Tuesday, October 23, 2012
As I previously blogged about, Whitney's mother and Whitney's sister-in-law are trying to restrict Bobbi Kristina Brown's inheritance payments. They are concerned that receiving such a large sum at once will make her a target for financial predators or lead her into a dangerous lifestyle. The pair believes that the current schedule of distributions to Bobbi Kristina is not in line with Whitney's intent to provide long-term financial security for Bobbi Kristina.
The concerns illustrated above are just another example of a common problem. Many people struggle with the best way to leave an inheritance to kids, concerned that the money will impact a child's motivation and self-reliance.

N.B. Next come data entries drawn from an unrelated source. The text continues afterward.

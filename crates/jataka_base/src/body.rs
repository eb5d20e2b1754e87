//! The closed set of chart bodies.
//!
//! Exactly 9 bodies participate in the chart: Sun through Saturn plus the
//! lunar-node pair Rahu/Ketu. Keeping this a closed enum (rather than
//! string labels) means a typo can never silently produce an empty house
//! bucket. The "Ascendant" pseudo-point used by the wheel renderer lives
//! in the rendering layer, not here.

use serde::{Serialize, Serializer};

/// The 9 chart bodies in canonical iteration order.
#[derive(Debug, Clone, Copy, PartialEq, Eq, Hash)]
pub enum Body {
    Sun,
    Moon,
    Mercury,
    Venus,
    Mars,
    Jupiter,
    Saturn,
    Rahu,
    Ketu,
}

/// All 9 bodies in canonical order (Sun=0 .. Ketu=8).
pub const ALL_BODIES: [Body; 9] = [
    Body::Sun,
    Body::Moon,
    Body::Mercury,
    Body::Venus,
    Body::Mars,
    Body::Jupiter,
    Body::Saturn,
    Body::Rahu,
    Body::Ketu,
];

impl Body {
    /// English name of the body.
    pub const fn name(self) -> &'static str {
        match self {
            Self::Sun => "Sun",
            Self::Moon => "Moon",
            Self::Mercury => "Mercury",
            Self::Venus => "Venus",
            Self::Mars => "Mars",
            Self::Jupiter => "Jupiter",
            Self::Saturn => "Saturn",
            Self::Rahu => "Rahu",
            Self::Ketu => "Ketu",
        }
    }

    /// Two-letter abbreviation used on the wheel diagram.
    pub const fn label(self) -> &'static str {
        match self {
            Self::Sun => "Su",
            Self::Moon => "Mo",
            Self::Mercury => "Me",
            Self::Venus => "Ve",
            Self::Mars => "Ma",
            Self::Jupiter => "Ju",
            Self::Saturn => "Sa",
            Self::Rahu => "Ra",
            Self::Ketu => "Ke",
        }
    }

    /// 0-based index into ALL_BODIES.
    pub const fn index(self) -> u8 {
        match self {
            Self::Sun => 0,
            Self::Moon => 1,
            Self::Mercury => 2,
            Self::Venus => 3,
            Self::Mars => 4,
            Self::Jupiter => 5,
            Self::Saturn => 6,
            Self::Rahu => 7,
            Self::Ketu => 8,
        }
    }
}

impl std::fmt::Display for Body {
    fn fmt(&self, f: &mut std::fmt::Formatter<'_>) -> std::fmt::Result {
        f.write_str(self.name())
    }
}

impl Serialize for Body {
    /// Serializes as its English name.
    fn serialize<S: Serializer>(&self, serializer: S) -> Result<S::Ok, S::Error> {
        serializer.serialize_str(self.name())
    }
}
//! House occupancy and the flattened KP reading table.

use serde::ser::SerializeMap;
use serde::{Serialize, Serializer};

use jataka_base::{
    Body, HouseCusp, Nakshatra, PlanetPositions, Sign, degree_in_sign, house_number, nakshatra_at,
    round_to_precision, sub_lord,
};

/// Mapping from house number (1-12) to its occupants, in canonical body
/// order.
#[derive(Debug, Clone, PartialEq, Default)]
pub struct HouseOccupancy {
    houses: [Vec<Body>; 12],
}

impl HouseOccupancy {
    /// Occupants of a house (1-12), in insertion order.
    pub fn occupants(&self, house: u8) -> &[Body] {
        &self.houses[(house.clamp(1, 12) as usize) - 1]
    }

    /// Total bodies across all houses; always 9 for a full chart.
    pub fn total_occupants(&self) -> usize {
        self.houses.iter().map(Vec::len).sum()
    }
}

impl Serialize for HouseOccupancy {
    /// Serializes as a map keyed `"1"` through `"12"`.
    fn serialize<S: Serializer>(&self, serializer: S) -> Result<S::Ok, S::Error> {
        let mut map = serializer.serialize_map(Some(12))?;
        for (i, occupants) in self.houses.iter().enumerate() {
            map.serialize_entry(&(i + 1).to_string(), occupants)?;
        }
        map.end()
    }
}

/// Resolve each body's occupied house.
pub fn organize_houses(positions: &PlanetPositions, cusps: &[HouseCusp; 12]) -> HouseOccupancy {
    let mut occupancy = HouseOccupancy::default();
    for pos in positions.iter() {
        let house = house_number(pos.longitude, cusps);
        occupancy.houses[(house as usize - 1).min(11)].push(pos.body);
    }
    occupancy
}

/// What a KP-table row describes: a planet or a house cusp.
#[derive(Debug, Clone, Copy, PartialEq, Eq, Hash)]
pub enum KpPoint {
    Planet(Body),
    Cusp(u8),
}

impl std::fmt::Display for KpPoint {
    fn fmt(&self, f: &mut std::fmt::Formatter<'_>) -> std::fmt::Result {
        match self {
            Self::Planet(body) => f.write_str(body.name()),
            Self::Cusp(n) => write!(f, "Cusp {n}"),
        }
    }
}

impl Serialize for KpPoint {
    /// Serializes as its display string (`"Sun"`, `"Cusp 5"`).
    fn serialize<S: Serializer>(&self, serializer: S) -> Result<S::Ok, S::Error> {
        serializer.collect_str(self)
    }
}

/// One row of the KP table: the flattened view astrologers read from.
#[derive(Debug, Clone, Copy, PartialEq, Serialize)]
pub struct KpRow {
    #[serde(rename = "body")]
    pub point: KpPoint,
    pub longitude: f64,
    #[serde(rename = "zodiac_sign")]
    pub sign: Sign,
    pub degree_in_sign: f64,
    pub nakshatra: Nakshatra,
    pub pada: u8,
    pub nakshatra_lord: Body,
    pub sub_lord: Body,
    pub house_number: u8,
}

fn kp_row(point: KpPoint, longitude: f64, sign: Sign, house: u8, precision: u8) -> KpRow {
    let nak = nakshatra_at(longitude);
    KpRow {
        point,
        longitude,
        sign,
        degree_in_sign: round_to_precision(degree_in_sign(longitude), precision),
        nakshatra: nak.nakshatra,
        pada: nak.pada,
        nakshatra_lord: nak.lord,
        sub_lord: sub_lord(longitude),
        house_number: house,
    }
}

/// Build the KP table: one row per planet, then one per cusp (a cusp's
/// resident house is its own number).
pub fn build_kp_table(
    positions: &PlanetPositions,
    cusps: &[HouseCusp; 12],
    precision: u8,
) -> Vec<KpRow> {
    let mut rows = Vec::with_capacity(21);
    for pos in positions.iter() {
        rows.push(kp_row(
            KpPoint::Planet(pos.body),
            pos.longitude,
            pos.sign,
            house_number(pos.longitude, cusps),
            precision,
        ));
    }
    for cusp in cusps {
        rows.push(kp_row(
            KpPoint::Cusp(cusp.number),
            cusp.longitude,
            cusp.sign,
            cusp.number,
            precision,
        ));
    }
    rows
}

Hugh Magill, chief fiduciary officer of Northern Trust, often advises clients who face this problem. He generally advises that such clients create a discretionary trust to hold assets for a beneficiary and allows the client to detail how those funds are managed and released. He also advises that clients start to prepare their children for a large inheritance at a young age--lay the foundation before they turn 18. Lastly, he advises that all clients keep their estate plans up to date. Estate planning should be a continuing process.
See Robert Frank, When $20 Million is Too Much To Leave the Kids, CNBC.com, Oct. 19, 2012.
Special thanks to Jim Hillhouse (Professional Legal Marketing (PLM, Inc.)) for bringing this article to my attention.